Apache Spark is a data processing framework that can perform processing tasks on very large data sets quite swiftly. It can also distribute data processing tasks across several devices, either on its own or in tandem with distinctive computing tools. Today Spark is used by numerous data engineers and data scientists across the world, in organizations of all sizes. It enables them to process data at lightning fast speed for both streaming and batch workloads. Apache Spark can run on YARN, Kubernetes or standalone. It is known to work with an expansive range of data outputs and inputs.
Apache Spark 3.2 was recently released and is now available for anyone who desires to run Spark on Kubernetes. It uses Hadoop 3.3.1 by default, as opposed to Hadoop 3.2.0 that was previously used. Hadoop 3.3.1 provides significant performance improvements, and removes several unnecessary calls to the S3 API. This helps in cutting down the risk of getting throttled, while augmenting the performance of Spark on the whole while reading from S3.
Aggregate push down
Spark applications tend to operate on distributed data coming from disparate data sources. They commonly have to directly query data sources external to Spark, such as data warehouses and backing relational databases. Apache Spark provides Data Source APIs for that.
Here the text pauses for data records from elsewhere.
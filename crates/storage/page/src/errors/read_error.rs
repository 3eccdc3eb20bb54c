use crate::errors::slot_error::SlotError;
use thiserror::Error;

#[derive(Debug, Error)]
pub(crate) enum ReadError {
    #[error("error while reading slot directory")]
    SlotError(#[from] SlotError),
}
They are a pluggable mechanism for accessing structured data with the assistance of Spark SQL. Data Source APIs is known to be integrated tightly with Spark Optimizer and offers optimizations like filter push down to the column pruning and external data source. They just offer a subset of the functionality that might be pushed down and ultimately executed at the data source.
While reading data from any storage, Apache Sparks uses a library that tends to implement a particular API. A new API called DataSource V2 was released with Spark 2.3 in 2018. The key common data connections were ported to it. DataSource V2 allowed for a high degree of optimization at the data source layer. With Apache Spark 3.2 it becomes possible to benefit from predicate pushdown on queries that select an aggregated column or feature aggregated filter. For instance, it will be faster to compute the number in a parquet file through Spark, as it can directly read from the metadata of the file, rather than scanning it. Aggregate pushdown also helps in minimizing the number of files shuffled or read across the network, as Spark can apply an aggregate predicate to the Data Source. In the situation that several aggregates are included in the query and supported by DataSource, Apache Spark will end up pushing down all the aggregates.
Aggregate functions are commonly used in SQL for computing a single result from a set of input values. The most frequently used aggregate functions include SUM, MIN, AVG, MAX and COUNT. In case the aggregates in SQL statements end up being supported by data source with exact semantics as Spark, and such aggregates can ideally be pushed down to the data source level for improving performance.
- Dramatically reduced network IO between Spark and data source
- Faster aggregate computation in data source because of presence of indexes
Data Source API V2 is one of the most important features coming with Spark 2.3, and effectively helps in reducing the amount of data transferred from the source by applying the filtering conditions during the load.
AD: Apache Spark 3.2 allows for effective Aggregate push down through Data Source API V2
PD: Spark 3.2 brings a host of performance improvements to the framework, especially in DataSource V2. It becomes possible to benefit from predicate pushdown on queries that select an aggregated column or feature aggregated filter in Apache Spark 3.2.